This time when you saw Sleeping Beauty, you didn't even hesitate to love on her.
Cinderella was as sweet as they come, and raved about your matching outfits.
She asked you if you wanted to dance and you just nodded, in awe.
It's a moment I don't think any of us will forget.
Belle was behind the curtain! You loved her, too. So did Daddy ... a little.
We randomly spotted Ariel and Prince Eric as we exited the princess tent. We again lucked out by being the last family they let in line to meet them. Ariel tried to teach you the Flounder handshake, but you wanted no part.
We made sure to take as many photos as we could as we prepared to leave the park. By then, your coping mechanisms were deteriorating quickly. Here's proof you were DONE taking photos!
We took the shuttle back to the resort to gather our luggage for the shuttle to the airport. Since it was finally sunny and nice, we explored the resort a little, visiting the 101 Dalmatians wing. This is Mama's favorite picture of the entire trip!

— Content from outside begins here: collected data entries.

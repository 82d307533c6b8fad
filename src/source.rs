// SPDX-License-Identifier: Apache-2.0

//! The [`EventSource`] trait and the [`DeliveryHandle`] it receives.

use std::fmt::{self, Debug, Formatter};
use std::sync::Arc;

use crate::slot::EventSlot;

/// A callback-driven event source that the bridge adapts.
///
/// The bridge calls [`register`](Self::register) exactly once, handing the
/// source a [`DeliveryHandle`]; the source keeps the handle and calls
/// [`DeliveryHandle::deliver`] from its own thread for every raw event. At
/// teardown the bridge calls [`unregister`](Self::unregister) exactly once
/// with the registration returned by `register`.
///
/// Both calls run synchronously on the consumer side and must not block for
/// long; `unregister` is infallible by contract.
pub trait EventSource<T> {
    /// Opaque proof of registration, owned exclusively by the bridge
    /// between `register` and `unregister`.
    type Registration;

    /// Reported when the source cannot install its hook.
    type Error: std::error::Error + Send + Sync + 'static;

    /// Install the hook and start delivering events through `delivery`.
    fn register(&mut self, delivery: DeliveryHandle<T>) -> Result<Self::Registration, Self::Error>;

    /// Remove the hook. Deliveries that race past this point are dropped
    /// by the bridge, not errors.
    fn unregister(&mut self, registration: Self::Registration);
}

/// Push side of the bridge, handed to the source at registration.
///
/// Cloneable and usable from any thread. The handle stays valid after the
/// bridge is torn down; deliveries made then find no pending operation and
/// are dropped like any other unconsumed event.
pub struct DeliveryHandle<T> {
    slot: Arc<EventSlot<T>>,
}

impl<T> DeliveryHandle<T> {
    pub(crate) fn new(slot: Arc<EventSlot<T>>) -> Self {
        Self { slot }
    }

    /// Hand one raw event to the consumer.
    ///
    /// Returns `true` when a pending operation received the event, `false`
    /// when the event was dropped because nothing was waiting. The work
    /// done on the calling thread is bounded: one pointer swap and, on the
    /// `true` path, one short lock and one waker invocation. The consumer's
    /// continuation itself runs on the consumer's executor.
    pub fn deliver(&self, event: T) -> bool {
        self.slot.deliver(event)
    }

    /// Number of deliveries so far that found no operation pending.
    pub fn dropped_events(&self) -> u64 {
        self.slot.dropped_events()
    }
}

impl<T> Clone for DeliveryHandle<T> {
    fn clone(&self) -> Self {
        Self {
            slot: Arc::clone(&self.slot),
        }
    }
}

impl<T> Debug for DeliveryHandle<T> {
    fn fmt(&self, f: &mut Formatter<'_>) -> fmt::Result {
        f.debug_struct("DeliveryHandle")
            .field("dropped_events", &self.dropped_events())
            .finish()
    }
}
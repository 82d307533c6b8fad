// SPDX-License-Identifier: Apache-2.0

#![doc = include_str!("../README.md")]
#![deny(missing_docs)]

// Public API
mod bridge;
mod source;
mod status;
mod stream;

// Internal synchronization (single-slot handoff)
pub(crate) mod slot;

// ── Re-exports ───────────────────────────────────────────────────────

pub use bridge::EventBridge;
pub use slot::NextEvent;
pub use source::{DeliveryHandle, EventSource};
pub use status::{BridgeError, CancelKind};
pub use stream::EventStream;

/// Cancellation primitive observed by every operation of a stream.
pub use tokio_util::sync::CancellationToken;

The bus to the airport took almost an hour with the waiting and other stops. You fell asleep hard. When I picked you up to carry you out, I could tell you weren't yourself. The wind had gone out of your sails. It was a good time for vacation to come to an end.

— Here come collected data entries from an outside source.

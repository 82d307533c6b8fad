// SPDX-License-Identifier: Apache-2.0

use parking_lot::Mutex as ParkingMutex;
use std::marker::PhantomData;
use std::ptr;
use std::sync::atomic::{AtomicPtr, AtomicU64, Ordering};
use std::sync::Arc;
use std::task::Waker;
use tracing::trace;

use crate::status::CancelKind;

/// Per-operation completion cell.
///
/// The cell doubles as the trampoline of the handoff: whoever takes it out
/// of the slot owns the right to complete the operation, exactly once. The
/// waker the consumer parks here is the only state the delivery thread
/// touches besides the event value itself.
pub(crate) struct OperationCell<T> {
    state: ParkingMutex<OpState<T>>,
}

enum OpState<T> {
    Idle,
    Waiting(Waker),
    Delivered(T),
    Cancelled(CancelKind),
}

impl<T> OperationCell<T> {
    pub(crate) fn new() -> Arc<Self> {
        Arc::new(Self {
            state: ParkingMutex::new(OpState::Idle),
        })
    }

    /// Move the event into the cell and wake the consumer.
    pub(crate) fn complete_delivered(&self, event: T) {
        self.finish(OpState::Delivered(event));
    }

    /// Resolve the cell without an event.
    pub(crate) fn complete_cancelled(&self, kind: CancelKind) {
        self.finish(OpState::Cancelled(kind));
    }

    /// First completion wins; later attempts are ignored without touching
    /// the stored outcome. The waker is invoked outside the lock.
    fn finish(&self, outcome: OpState<T>) {
        let waker = {
            let mut state = self.state.lock();
            if matches!(*state, OpState::Delivered(_) | OpState::Cancelled(_)) {
                return;
            }
            match std::mem::replace(&mut *state, outcome) {
                OpState::Waiting(waker) => Some(waker),
                _ => None,
            }
        };
        if let Some(waker) = waker {
            waker.wake();
        }
    }

    /// Take the outcome if the cell has been completed, otherwise park the
    /// caller's waker (refreshing any previously parked one).
    pub(crate) fn poll_outcome(&self, waker: &Waker) -> Option<Result<T, CancelKind>> {
        let mut state = self.state.lock();
        match std::mem::replace(&mut *state, OpState::Idle) {
            OpState::Delivered(event) => Some(Ok(event)),
            OpState::Cancelled(kind) => Some(Err(kind)),
            OpState::Idle | OpState::Waiting(_) => {
                *state = OpState::Waiting(waker.clone());
                None
            }
        }
    }
}

/// Single-capacity handoff between the delivery thread and the consumer.
///
/// The slot is one atomic pointer: null when empty, otherwise a leaked
/// `Arc<OperationCell>` reference for the one pending operation. Publishing
/// is a single compare-exchange, so there is no window in which an
/// operation is visible without its completion path; the two-field race
/// of split operation/trampoline designs cannot occur here.
///
/// Ownership transfers with the pointer: the thread that swaps the cell out
/// (a delivery, a withdrawal, or close) holds the only right to complete
/// that operation, which makes duplicate delivery structurally impossible.
pub(crate) struct EventSlot<T> {
    pending: AtomicPtr<OperationCell<T>>,
    dropped: AtomicU64,
    // The raw pointer hides an owned Arc<OperationCell<T>> reference; this
    // restores the auto-trait bounds that ownership implies.
    _owns: PhantomData<OperationCell<T>>,
}

/// Publish found the slot already occupied by another pending operation.
#[derive(Copy, Clone, Debug, PartialEq, Eq)]
pub(crate) struct SlotBusy;

impl<T> EventSlot<T> {
    pub(crate) fn new() -> Self {
        Self {
            pending: AtomicPtr::new(ptr::null_mut()),
            dropped: AtomicU64::new(0),
            _owns: PhantomData,
        }
    }

    /// Publish `cell` as the pending operation. The slot holds one Arc
    /// reference until a delivery, a withdrawal, or close takes it back.
    pub(crate) fn publish(&self, cell: &Arc<OperationCell<T>>) -> Result<(), SlotBusy> {
        let raw = Arc::into_raw(Arc::clone(cell)).cast_mut();
        match self.pending.compare_exchange(
            ptr::null_mut(),
            raw,
            Ordering::AcqRel,
            Ordering::Acquire,
        ) {
            Ok(_) => {
                trace!("operation published");
                Ok(())
            }
            Err(_) => {
                // Slot occupied: return the reference we just leaked and
                // leave the pending operation untouched.
                // SAFETY: `raw` came from `Arc::into_raw` two lines up and
                // was rejected by the compare-exchange, so we still own it.
                unsafe { drop(Arc::from_raw(raw)) };
                Err(SlotBusy)
            }
        }
    }

    /// Hand one raw event to the pending operation, if any.
    ///
    /// Returns `true` when an operation was completed, `false` when the
    /// event was dropped because the slot was empty. Runs on the delivery
    /// thread; the work is one swap, one lock on the taken cell, one wake.
    pub(crate) fn deliver(&self, event: T) -> bool {
        match self.take() {
            Some(cell) => {
                cell.complete_delivered(event);
                true
            }
            None => {
                self.dropped.fetch_add(1, Ordering::Relaxed);
                trace!("event dropped: no operation pending");
                false
            }
        }
    }

    /// Remove `cell` from the slot if it is still the pending operation.
    ///
    /// Used by cancellation and by operation drop. Returns `false` when a
    /// delivery (or close) already took the cell, in which case that taker
    /// owns the completion and the caller must not assume the slot state.
    pub(crate) fn withdraw(&self, cell: &Arc<OperationCell<T>>) -> bool {
        let raw = Arc::as_ptr(cell).cast_mut();
        match self.pending.compare_exchange(
            raw,
            ptr::null_mut(),
            Ordering::AcqRel,
            Ordering::Acquire,
        ) {
            Ok(_) => {
                // SAFETY: the slot held a leaked reference to exactly this
                // cell; the successful exchange transferred it to us.
                unsafe { drop(Arc::from_raw(raw)) };
                trace!("operation withdrawn");
                true
            }
            Err(_) => false,
        }
    }

    /// Empty the slot, resolving any pending operation with `Closed`.
    pub(crate) fn close(&self) {
        if let Some(cell) = self.take() {
            cell.complete_cancelled(CancelKind::Closed);
        }
    }

    fn take(&self) -> Option<Arc<OperationCell<T>>> {
        let raw = self.pending.swap(ptr::null_mut(), Ordering::AcqRel);
        if raw.is_null() {
            None
        } else {
            // SAFETY: a non-null pointer in the slot is always a leaked
            // Arc reference from `publish`; the swap made it exclusively ours.
            Some(unsafe { Arc::from_raw(raw) })
        }
    }

    /// Number of deliveries that found no operation pending.
    pub(crate) fn dropped_events(&self) -> u64 {
        self.dropped.load(Ordering::Relaxed)
    }

    #[cfg(test)]
    pub(crate) fn is_idle(&self) -> bool {
        self.pending.load(Ordering::Acquire).is_null()
    }
}

impl<T> Drop for EventSlot<T> {
    fn drop(&mut self) {
        // Reclaim the leaked reference if an operation is still published.
        self.close();
    }
}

The flight home went well- you called dibs on the window seat. Mama sat in the middle, sleeping, while Daddy took advantage of in-flight Wi-Fi and caught up on the sports world. You fell asleep the last hour, curled in an impossible ball on the seat. Daddy carried you off the plane and back into our frigid state at 10:45pm.

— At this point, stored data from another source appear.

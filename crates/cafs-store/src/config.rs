use std::fs;
use std::path::Path;

use serde::{Deserialize, Serialize};

use crate::error::{StoreError, StoreResult};

/// Top-level configuration, read from a TOML file with `[adder]` and
/// `[cache]` tables. Missing tables and fields take their defaults.
#[derive(Clone, Debug, Default, PartialEq, Eq, Serialize, Deserialize)]
#[serde(default)]
pub struct CafsConfig {
    pub adder: AdderConfig,
    pub cache: CacheConfig,
}

impl CafsConfig {
    /// Parse a TOML document. Missing sections and fields take defaults.
    pub fn from_toml_str(s: &str) -> StoreResult<Self> {
        toml::from_str(s).map_err(|e| StoreError::Config(e.to_string()))
    }

    /// Load and parse a TOML file.
    pub fn from_file(path: impl AsRef<Path>) -> StoreResult<Self> {
        let path = path.as_ref();
        let raw = fs::read_to_string(path).map_err(|e| {
            StoreError::Config(format!("cannot read {}: {e}", path.display()))
        })?;
        Self::from_toml_str(&raw)
    }
}

/// Queue sizes for streaming ingestion sessions.
#[derive(Clone, Debug, PartialEq, Eq, Serialize, Deserialize)]
#[serde(default)]
pub struct AdderConfig {
    /// Files that may wait in the work queue before `add_file` blocks.
    pub work_queue: usize,
    /// Completion events that may wait unread before ingestion blocks.
    pub event_queue: usize,
}

impl Default for AdderConfig {
    fn default() -> Self {
        Self {
            work_queue: 16,
            event_queue: 64,
        }
    }
}

/// Behaviour of the cache decorator.
#[derive(Clone, Debug, Default, PartialEq, Eq, Serialize, Deserialize)]
#[serde(default)]
pub struct CacheConfig {
    /// Mirror every successful put into the secondary store.
    pub full: bool,
    /// Mirror on a detached thread instead of inside `put`.
    pub async_write: bool,
}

From the airport home is just over an hour's drive. You were nestled in your carseat in the back, sandwiched between Daddy, who was tired and had a headcold, and the Beagle, who we picked up from Uncle D's. We hadn't gone more than 10 miles when, without warning, you threw up all over the place. There was no time to react. I was driving 75mph down the freeway in a wind storm.
We pulled over, you're bawling, Daddy's wretching, the dog's ... "helping" and it's dark, rainy, freezing, and windier than hell. Your carseat was a total loss. We made room in the trunk for it. As I am opening suitcases to get you extra clothes, things are flying across the parking lot. It was chaos. I tried cleaning you off the best I could with what I had left for wipes, water, and Kleenex. You were screaming. So, Daddy took over driving, made room for the Beagle away from you (so he'd stop licking you) and I buckled you in the middle, huddled next to you, and told Daddy not to exceed 60mph. I held a reusable grocery bag in front of you the rest of the way home, and you kept puking.
Vacation was so over!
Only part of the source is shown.